He swung his head round to see her. ‘It would have to be something very drastic,’ he said. ‘Maybe I’ll punch the brigadier on the nose and ask you to marry me.’
She smiled and started typing again. She could see he was very very tired.
20
Robin Darymple was happier than he had been for months. The sand crunched under his feet and there was clear air to breathe. He was enjoying that feeling of well-being that greeted men when they arrived here. Darymple couldn’t believe his good luck. He was back in the desert with the fighting men. Not only that, he was with a decent battalion. It had all been easier than he’d ever supposed. He’d heard about men who discharged themselves from hospital, got back to their units, and carried on there without suffering any consequences. It was when he forged those documents for Wallingford that he thought of fixing himself up with some sort of paperwork to get up to the fighting line. Authority, it was rumoured, did not punish men who went and fought.
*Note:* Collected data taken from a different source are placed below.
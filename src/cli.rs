use std::fs;
use std::io::{self, Write};
use std::path::PathBuf;

use anyhow::{Context, Result, anyhow};
use clap::{ArgGroup, CommandFactory, Parser, Subcommand};
use clap_complete::{Shell, generate, generate_to};
use meshtable::sources::DEFAULT_PAGE_SIZE;
use tracing::Level;

pub const DEFAULT_CSV_PATH: &str = "data/output/nodes.csv";
pub const DEFAULT_HTML_PATH: &str = "data/output/nodes.html";

pub const SERVER_HELP: &str = "Base URL of a mesh manager (for example http://localhost:3333); nodes and ETX metrics are read from its Babel API.";
pub const HOSTS_HELP: &str = "Read nodes from a JSON file holding a hosts page ({\"nodes\": [...], \"total\": N}) or a bare array of hosts.";
pub const ETX_HELP: &str = "Read ETX metrics from a JSON file holding {\"etx\": {prefix: metric}} or a bare prefix-to-metric map. Without it every ETX cell is empty.";
pub const SAVE_CSV_HELP: &str = "Save the node table to the given CSV file (defaults to data/output/nodes.csv when no path is provided). Use --archive-csv to store a .gz instead.";
pub const SAVE_HTML_HELP: &str = "Save the HTML report to the given file (defaults to data/output/nodes.html when no path is provided).";
pub const ARCHIVE_CSV_HELP: &str = "Archive the saved CSV output into a .gz file.";

#[derive(Debug, Parser)]
#[command(
    name = "meshtable",
    about = "Render the node table of a mesh manager, including Babel ETX link metrics.",
    version = env!("CARGO_PKG_VERSION"),
    subcommand_negates_reqs = true,
    group(ArgGroup::new("source").required(true).args(["server", "hosts"]))
)]
pub struct Cli {
    #[arg(long, value_name = "URL", help = SERVER_HELP)]
    pub server: Option<String>,
    #[arg(long, value_name = "FILE", help = HOSTS_HELP)]
    pub hosts: Option<PathBuf>,
    #[arg(long, value_name = "FILE", requires = "hosts", help = ETX_HELP)]
    pub etx: Option<PathBuf>,
    #[arg(
        long,
        value_name = "N",
        default_value_t = DEFAULT_PAGE_SIZE,
        help = "Number of nodes requested per page from the server."
    )]
    pub page_size: usize,
    #[arg(
        long,
        value_name = "FILE",
        num_args = 0..=1,
        default_missing_value = DEFAULT_CSV_PATH,
        help = SAVE_CSV_HELP
    )]
    pub save_csv: Option<PathBuf>,
    #[arg(
        long,
        value_name = "FILE",
        num_args = 0..=1,
        default_missing_value = DEFAULT_HTML_PATH,
        help = SAVE_HTML_HELP
    )]
    pub save_html: Option<PathBuf>,
    #[arg(long, help = ARCHIVE_CSV_HELP)]
    pub archive_csv: bool,
    #[arg(
        long,
        help = "Print every node and its child hosts instead of the abbreviated table."
    )]
    pub full_output: bool,
    #[arg(long, help = "Disable progress spinner output.")]
    pub no_progress: bool,
    #[arg(
        long,
        value_name = "LEVEL",
        default_value = "warn",
        help = "Log level written to stderr; RUST_LOG takes precedence."
    )]
    pub log_level: Level,
    #[command(subcommand)]
    pub command: Option<Commands>,
}

#[derive(Debug, Subcommand)]
pub enum Commands {
    /// Generate shell completion scripts, optionally installing them for the current user.
    Completions {
        #[arg(value_enum, help = "Shell to generate completions for.")]
        shell: Shell,
        #[arg(
            long,
            value_name = "DIR",
            help = "Directory to write the completion script to."
        )]
        output_dir: Option<PathBuf>,
        #[arg(
            long,
            help = "Install the completion script into the default location for the selected shell."
        )]
        install: bool,
    },
}

#[derive(Debug, PartialEq, Eq)]
pub enum Source {
    Server(String),
    Files { hosts: PathBuf, etx: Option<PathBuf> },
}

impl Cli {
    /// Takes the node source out of the parsed flags.
    pub fn take_source(&mut self) -> Result<Source> {
        match (self.server.take(), self.hosts.take()) {
            (Some(base), None) => Ok(Source::Server(base)),
            (None, Some(hosts)) => Ok(Source::Files {
                hosts,
                etx: self.etx.take(),
            }),
            (Some(_), Some(_)) => Err(anyhow!("--server and --hosts cannot be combined")),
            (None, None) => Err(anyhow!("either --server or --hosts must be provided")),
        }
    }
}

pub fn handle_command(command: Commands) -> Result<()> {
    match command {
        Commands::Completions {
            shell,
            output_dir,
            install,
        } => generate_completions(shell, output_dir, install),
    }
}

fn generate_completions(shell: Shell, output_dir: Option<PathBuf>, install: bool) -> Result<()> {
    let mut command = Cli::command();
    let bin_name = command.get_name().to_string();

    let target_dir = if let Some(dir) = output_dir {
        Some(dir)
    } else if install {
        Some(default_install_dir(shell)?)
    } else {
        None
    };

    if let Some(dir) = target_dir {
        fs::create_dir_all(&dir)
            .with_context(|| format!("failed to create completion directory {}", dir.display()))?;
        let path = generate_to(shell, &mut command, bin_name, &dir)
            .context("failed to write completion file")?;
        println!("Installed {shell:?} completions to {}", path.display());
    } else {
        let mut stdout = io::stdout().lock();
        generate(shell, &mut command, bin_name, &mut stdout);
        stdout
            .flush()
            .context("failed to flush completion output")?;
    }

    Ok(())
}

fn default_install_dir(shell: Shell) -> Result<PathBuf> {
    let home = std::env::var_os("HOME").ok_or_else(|| {
        anyhow!("HOME environment variable is not set; use --output-dir to specify a path")
    })?;
    let mut path = PathBuf::from(home);

    match shell {
        Shell::Bash => path.push(".local/share/bash-completion/completions"),
        Shell::Elvish => path.push(".elvish/lib/completions"),
        Shell::Fish => path.push(".config/fish/completions"),
        Shell::PowerShell => path.push(".local/share/powershell/Scripts"),
        Shell::Zsh => path.push(".local/share/zsh/site-functions"),
        other => {
            return Err(anyhow!(
                "no default install location for {other:?}; specify --output-dir"
            ));
        }
    }
    Ok(path)
}
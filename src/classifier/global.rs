//! 全局分类器单例管理
//! 检测器表本身是静态只读的，这里只保存配置与解析器的进程级实例

use std::sync::Arc;

use once_cell::sync::OnceCell;

use super::classifier::CdnClassifier;
use super::result::ClassificationResult;
use crate::config::ClassifierConfig;
use crate::error::{CdnResult, CdnSniffError};
use crate::resolver::CnameResolver;
use crate::response::ResponseView;

/// 全局分类器实例 - 线程安全单例
static GLOBAL_CLASSIFIER: OnceCell<CdnClassifier> = OnceCell::new();

/// 初始化全局分类器
/// 幂等：已初始化则直接返回Ok(())，后续传入的配置被忽略
pub fn init_global_classifier(config: ClassifierConfig, resolver: Arc<dyn CnameResolver>) -> CdnResult<()> {
    if GLOBAL_CLASSIFIER.get().is_some() {
        log::debug!("Global classifier already initialized, skip reinitialization");
        return Ok(());
    }

    GLOBAL_CLASSIFIER
        .set(CdnClassifier::with_config(config, resolver))
        .map_err(|_| {
            CdnSniffError::ClassifierInitError(
                "instance already initialized by another thread".to_string(),
            )
        })?;

    log::info!("Global CdnClassifier initialized successfully");
    Ok(())
}

/// 获取全局分类器实例（无自动初始化）
pub fn global_classifier() -> CdnResult<&'static CdnClassifier> {
    GLOBAL_CLASSIFIER.get().ok_or_else(|| {
        CdnSniffError::ClassifierNotInitialized(
            "call init_global_classifier first".to_string(),
        )
    })
}

/// 使用全局分类器分类
pub async fn classify_global(view: &ResponseView) -> CdnResult<Option<ClassificationResult>> {
    global_classifier()?.classify(view).await
}
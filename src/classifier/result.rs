//! 分类结果结构

use serde::{Deserialize, Serialize};

use crate::detector::{CnameDetector, Match};

/// 单个请求的最终分类结果
/// 生成后交给输出协作者，不做缓存
#[derive(Debug, Clone, PartialEq, Eq, Serialize, Deserialize)]
pub struct ClassificationResult {
    pub slug: String,
    pub display_name: String,
    #[serde(skip_serializing_if = "Option::is_none")]
    pub point_of_presence: Option<String>,
}

impl ClassificationResult {
    /// 由 Header 命中构建；skip_empty_pop 为真时空 PoP 归一为 None
    pub fn from_match(hit: &Match<'_>, skip_empty_pop: bool) -> Self {
        let point_of_presence = hit
            .point_of_presence
            .clone()
            .filter(|pop| !(skip_empty_pop && pop.is_empty()));

        Self {
            slug: hit.slug().to_string(),
            display_name: hit.display_name().to_string(),
            point_of_presence,
        }
    }

    /// 由 CNAME 命中构建，CNAME 路径无法得到 PoP
    pub fn from_cname(detector: &CnameDetector) -> Self {
        Self {
            slug: detector.slug.to_string(),
            display_name: detector.display_name.to_string(),
            point_of_presence: None,
        }
    }
}

impl std::fmt::Display for ClassificationResult {
    fn fmt(&self, f: &mut std::fmt::Formatter<'_>) -> std::fmt::Result {
        match &self.point_of_presence {
            Some(pop) if !pop.is_empty() => write!(f, "{} ({})", self.display_name, pop.to_uppercase()),
            _ => write!(f, "{}", self.display_name),
        }
    }
}
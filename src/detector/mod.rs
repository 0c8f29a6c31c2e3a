//! 检测模块：Header 签名检测与 CNAME 后缀检测
pub mod header;
pub mod rules;
pub mod cname;

// 导出核心接口
pub use self::header::{
    HeaderDetector, Match, ExtractFn,
    detect_headers, select_last_match, matching_detectors, find_header_detector,
};
pub use self::rules::HEADER_DETECTORS;
pub use self::cname::{
    CnameDetector, CNAME_DETECTORS,
    detect_cname, select_first_cname, find_cname_detector,
};
//! CNAME 检测器：Header 阶段未命中时，按规范名（CNAME）域名后缀识别 CDN

use serde::Serialize;

/// 域名后缀检测器
#[derive(Debug, Clone, Copy, PartialEq, Eq, Serialize)]
pub struct CnameDetector {
    pub slug: &'static str,
    pub display_name: &'static str,
    pub suffixes: &'static [&'static str],
}

impl CnameDetector {
    /// 规范名以任一后缀结尾即命中（忽略末尾的根域点与大小写）
    pub fn matches(&self, canonical_name: &str) -> bool {
        let name = normalize_name(canonical_name);
        self.suffixes.iter().any(|suffix| name.ends_with(suffix))
    }
}

/// 内置 CNAME 检测器（按顺序匹配，首个命中者胜出）
pub static CNAME_DETECTORS: [CnameDetector; 1] = [CnameDetector {
    slug: "akamai",
    display_name: "Akamai",
    suffixes: &["akamaiedge.net", "akamai.net"],
}];

fn normalize_name(name: &str) -> String {
    name.trim_end_matches('.').to_ascii_lowercase()
}

/// 在给定检测器序列中查找首个命中者
pub fn select_first_cname<'a>(detectors: &'a [CnameDetector], canonical_name: &str) -> Option<&'a CnameDetector> {
    detectors.iter().find(|detector| detector.matches(canonical_name))
}

/// 使用内置表匹配规范名
pub fn detect_cname(canonical_name: &str) -> Option<&'static CnameDetector> {
    select_first_cname(&CNAME_DETECTORS, canonical_name)
}

/// 按 slug 查找内置 CNAME 检测器
pub fn find_cname_detector(slug: &str) -> Option<&'static CnameDetector> {
    CNAME_DETECTORS.iter().find(|d| d.slug == slug)
}
//! 全局错误类型定义
use thiserror::Error;
use serde_json::Error as SerdeJsonError;
use url::ParseError as UrlParseError;

#[derive(Error, Debug)]
pub enum CdnSniffError {
    // 输入相关错误
    #[error("URL解析失败：{0}")]
    UrlError(#[from] UrlParseError),
    #[error("URL缺少主机名：{0}")]
    MissingHost(String),
    #[error("无效输入：{0}")]
    InvalidInput(String),

    // DNS 相关错误
    #[error("DNS解析失败：{0}")]
    DnsResolveError(String),

    // 分类器相关错误
    #[error("分类器未初始化: {0}")]
    ClassifierNotInitialized(String),
    #[error("分类器初始化失败: {0}")]
    ClassifierInitError(String),

    // 日志相关错误
    #[error("日志桥接初始化失败: {0}")]
    LogBridgeInitError(String),

    // 序列化/反序列化错误
    #[error("JSON解析失败：{0}")]
    JsonError(#[from] SerdeJsonError),
}

// 全局Result类型
pub type CdnResult<T> = Result<T, CdnSniffError>;
//! 徽标展示数据：由分类结果推导图标路径、徽标文字与标题
//! 只计算数据，不负责实际绘制

use serde::{Deserialize, Serialize};

use crate::classifier::ClassificationResult;

/// 徽标配色
#[derive(Debug, Clone, PartialEq, Eq, Serialize, Deserialize)]
pub struct BadgeStyle {
    pub background_color: String,
    pub text_color: String,
}

impl Default for BadgeStyle {
    fn default() -> Self {
        Self {
            background_color: "rgba(243, 128, 32, 0.5)".to_string(),
            text_color: "#fff".to_string(),
        }
    }
}

/// 单个请求的徽标内容
#[derive(Debug, Clone, PartialEq, Eq, Serialize, Deserialize)]
pub struct Badge {
    /// 图标资源路径：icons/<slug>.png
    pub icon_path: String,
    /// 徽标文字：大写 PoP，无 PoP 时为空
    pub text: Option<String>,
    /// 标题：名称 (PoP)
    pub title: String,
}

impl Badge {
    pub fn from_result(result: &ClassificationResult) -> Self {
        let text = result
            .point_of_presence
            .as_deref()
            .filter(|pop| !pop.is_empty())
            .map(str::to_uppercase);

        let title = match &text {
            Some(pop) => format!("{} ({})", result.display_name, pop),
            None => result.display_name.clone(),
        };

        Self {
            icon_path: format!("icons/{}.png", result.slug),
            text,
            title,
        }
    }
}

impl From<&ClassificationResult> for Badge {
    fn from(result: &ClassificationResult) -> Self {
        Self::from_result(result)
    }
}
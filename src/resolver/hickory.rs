//! 基于 hickory-resolver 的异步规范名解析（需开启 hickory-dns 特性）

use async_trait::async_trait;
use hickory_resolver::config::{ResolverConfig, ResolverOpts};
use hickory_resolver::proto::rr::{RData, RecordType};
use hickory_resolver::TokioAsyncResolver;
use log::debug;

use super::CnameResolver;
use crate::error::{CdnResult, CdnSniffError};

/// 系统 DNS 配置驱动的解析器
/// 查询 A 记录，取应答中 CNAME 链的最后一个目标；无 CNAME 时返回主机名本身
#[derive(Debug, Clone)]
pub struct HickoryResolver {
    inner: TokioAsyncResolver,
}

impl HickoryResolver {
    /// 使用系统配置（/etc/resolv.conf 等）创建
    pub fn from_system_conf() -> CdnResult<Self> {
        let inner = TokioAsyncResolver::tokio_from_system_conf()
            .map_err(|e| CdnSniffError::DnsResolveError(format!("load system resolver config: {}", e)))?;
        Ok(Self { inner })
    }

    /// 使用自定义上游与选项创建
    pub fn with_config(config: ResolverConfig, opts: ResolverOpts) -> Self {
        Self {
            inner: TokioAsyncResolver::tokio(config, opts),
        }
    }
}

#[async_trait]
impl CnameResolver for HickoryResolver {
    async fn canonical_name(&self, hostname: &str) -> CdnResult<String> {
        let lookup = self
            .inner
            .lookup(hostname, RecordType::A)
            .await
            .map_err(|e| CdnSniffError::DnsResolveError(format!("{}: {}", hostname, e)))?;

        let canonical = lookup
            .record_iter()
            .filter_map(|record| match record.data() {
                Some(RData::CNAME(cname)) => Some(cname.0.to_utf8()),
                _ => None,
            })
            .last()
            .unwrap_or_else(|| hostname.to_string());

        let canonical = canonical.trim_end_matches('.').to_string();
        debug!("[DNS] {} -> {}", hostname, canonical);
        Ok(canonical)
    }
}
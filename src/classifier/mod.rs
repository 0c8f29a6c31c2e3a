//! 分类模块：两阶段分类流程、结果结构与输出协作者
pub mod classifier;
pub mod global;
pub mod result;
pub mod sink;

// 导出核心接口
pub use self::classifier::{CdnClassifier, ClassifyPhase};
pub use self::global::{init_global_classifier, global_classifier, classify_global};
pub use self::result::ClassificationResult;
pub use self::sink::ResultSink;
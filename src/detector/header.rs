//! Header 检测器：检测器身份 + 纯函数提取规则，以及"最后命中者胜出"的选择策略

use log::debug;
use serde::Serialize;

use crate::response::ResponseView;
use super::rules::HEADER_DETECTORS;

/// 提取函数：命中返回 Some(原始PoP)，未命中返回 None
pub type ExtractFn = fn(&ResponseView) -> Option<Option<String>>;

/// 单个 CDN 的 Header 签名检测器
/// 无状态，全部实例在进程内静态构建且只读
#[derive(Clone, Copy, Serialize)]
pub struct HeaderDetector {
    pub slug: &'static str,
    pub display_name: &'static str,
    #[serde(skip)]
    extract: ExtractFn,
}

impl HeaderDetector {
    pub const fn new(slug: &'static str, display_name: &'static str, extract: ExtractFn) -> Self {
        Self {
            slug,
            display_name,
            extract,
        }
    }

    /// 对响应执行检测规则
    pub fn detect(&self, view: &ResponseView) -> Option<Match<'_>> {
        (self.extract)(view).map(|point_of_presence| Match {
            detector: self,
            point_of_presence,
        })
    }
}

/// 检测命中：所属检测器 + 未规范化的 PoP
#[derive(Debug, Clone, PartialEq, Eq)]
pub struct Match<'a> {
    pub detector: &'a HeaderDetector,
    pub point_of_presence: Option<String>,
}

impl Match<'_> {
    pub fn slug(&self) -> &'static str {
        self.detector.slug
    }

    pub fn display_name(&self) -> &'static str {
        self.detector.display_name
    }
}

impl std::fmt::Debug for HeaderDetector {
    fn fmt(&self, f: &mut std::fmt::Formatter<'_>) -> std::fmt::Result {
        f.debug_struct("HeaderDetector")
            .field("slug", &self.slug)
            .field("display_name", &self.display_name)
            .finish()
    }
}

impl PartialEq for HeaderDetector {
    fn eq(&self, other: &Self) -> bool {
        self.slug == other.slug
    }
}

impl Eq for HeaderDetector {}

/// 对给定检测器序列做折叠：全部执行，不提前退出，后命中者覆盖先命中者
pub fn select_last_match<'a>(detectors: &'a [HeaderDetector], view: &ResponseView) -> Option<Match<'a>> {
    detectors.iter().fold(None, |winner, detector| match detector.detect(view) {
        Some(hit) => {
            if let Some(prev) = &winner {
                debug!(
                    "[Header] {} overrides earlier match {} | pop: {:?}",
                    hit.slug(),
                    prev.slug(),
                    hit.point_of_presence
                );
            }
            Some(hit)
        }
        None => winner,
    })
}

/// 使用内置检测器表执行 Header 阶段
pub fn detect_headers(view: &ResponseView) -> Option<Match<'static>> {
    select_last_match(&HEADER_DETECTORS, view)
}

/// 返回所有命中项（按检测器表顺序），用于诊断签名重叠
pub fn matching_detectors(view: &ResponseView) -> Vec<Match<'static>> {
    HEADER_DETECTORS
        .iter()
        .filter_map(|detector| detector.detect(view))
        .collect()
}

/// 按 slug 查找内置 Header 检测器
pub fn find_header_detector(slug: &str) -> Option<&'static HeaderDetector> {
    HEADER_DETECTORS.iter().find(|d| d.slug == slug)
}
//! Test fixtures and configuration helpers
//!
//! Builders for per-source observation maps and engines with a known fleet.

use std::collections::HashMap;

use windfield_common::{FusionConfig, SourceProfile, VesselCharacteristics};
use windfield_fusion::{Observation, WindFusionEngine};

/// One source's reading for a scenario
#[derive(Debug, Clone)]
pub struct SourceSpec {
    /// Source identifier
    pub id: &'static str,
    /// Direction (degrees)
    pub direction: f64,
    /// Speed (knots)
    pub speed: f64,
    /// Reported confidence
    pub confidence: f64,
    /// Optional (lat, lon)
    pub position: Option<(f64, f64)>,
}

impl SourceSpec {
    /// Unpositioned reading
    pub fn new(id: &'static str, direction: f64, speed: f64, confidence: f64) -> Self {
        Self {
            id,
            direction,
            speed,
            confidence,
            position: None,
        }
    }

    /// Attaches a position
    pub fn at(mut self, lat: f64, lon: f64) -> Self {
        self.position = Some((lat, lon));
        self
    }

    fn observation(&self, timestamp_ms: u64) -> Observation {
        let obs = Observation::new(
            self.id,
            timestamp_ms,
            self.direction,
            self.speed,
            self.confidence,
        );
        match self.position {
            Some((lat, lon)) => obs.with_position(lat, lon),
            None => obs,
        }
    }
}

/// Builds the `{source_id -> [observation]}` map for one instant.
pub fn observation_set(
    timestamp_ms: u64,
    specs: &[SourceSpec],
) -> HashMap<String, Vec<Observation>> {
    let mut map: HashMap<String, Vec<Observation>> = HashMap::new();
    for spec in specs {
        map.entry(spec.id.to_string())
            .or_default()
            .push(spec.observation(timestamp_ms));
    }
    map
}

/// Engine plus the identifiers of its configured sources
pub struct TestFleet {
    /// Engine under test
    pub engine: WindFusionEngine,
    /// Configured source identifiers
    pub ids: Vec<&'static str>,
}

/// Configuration for a fleet of `ids`, all with the same skill.
pub fn fleet_config(ids: &[&'static str], skill: f64) -> FusionConfig {
    let mut config = FusionConfig::default();
    config.vessel_types.insert(
        "one-design".to_string(),
        VesselCharacteristics {
            upwind_efficiency: 0.5,
            downwind_efficiency: 0.5,
            pointing_ability: 0.5,
        },
    );
    for id in ids {
        config.sources.insert(
            id.to_string(),
            SourceProfile {
                skill_level: Some(skill),
                vessel_type: Some("one-design".to_string()),
            },
        );
    }
    config
}

/// Engine for a fleet of `ids`, all with the same skill and a neutral vessel type.
pub fn fleet(ids: &[&'static str], skill: f64) -> TestFleet {
    let config = fleet_config(ids, skill);
    TestFleet {
        engine: WindFusionEngine::new(config).expect("fleet config is valid"),
        ids: ids.to_vec(),
    }
}

/// Four boats holding station on the corners of a roughly 1.1 km square near
/// (50.0, -1.0), all reporting the same wind.
pub fn positioned_fleet() -> Vec<SourceSpec> {
    vec![
        SourceSpec::new("NW", 355.0, 12.0, 0.9).at(50.01, -1.0),
        SourceSpec::new("SW", 355.0, 12.0, 0.9).at(50.0, -1.0),
        SourceSpec::new("NE", 355.0, 12.0, 0.9).at(50.01, -0.985),
        SourceSpec::new("SE", 355.0, 12.0, 0.9).at(50.0, -0.985),
    ]
}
Certainly there seemed no reason for him to worry right now. No one was paying much attention to him. Men were crawling all over the old armoured cars. Cleaning and greasing them, checking the transmissions, the suspensions, and the wheels. They were cleaning the guns and adjusting the telescopic sights. They were tuning the radio sets. Into the bins they were stowing spares and tools and extra rations. Everywhere around him there were shells, machine-gun ammunition, flare cartridges, water and food. ‘Bombing up’ they called the process. Darymple watched them with pride and affection. These were the men with whom he felt comfortable: simple straightforward men, unlike Wallingford and the hard-eyed ambitious pen-pushers he knew in Cairo.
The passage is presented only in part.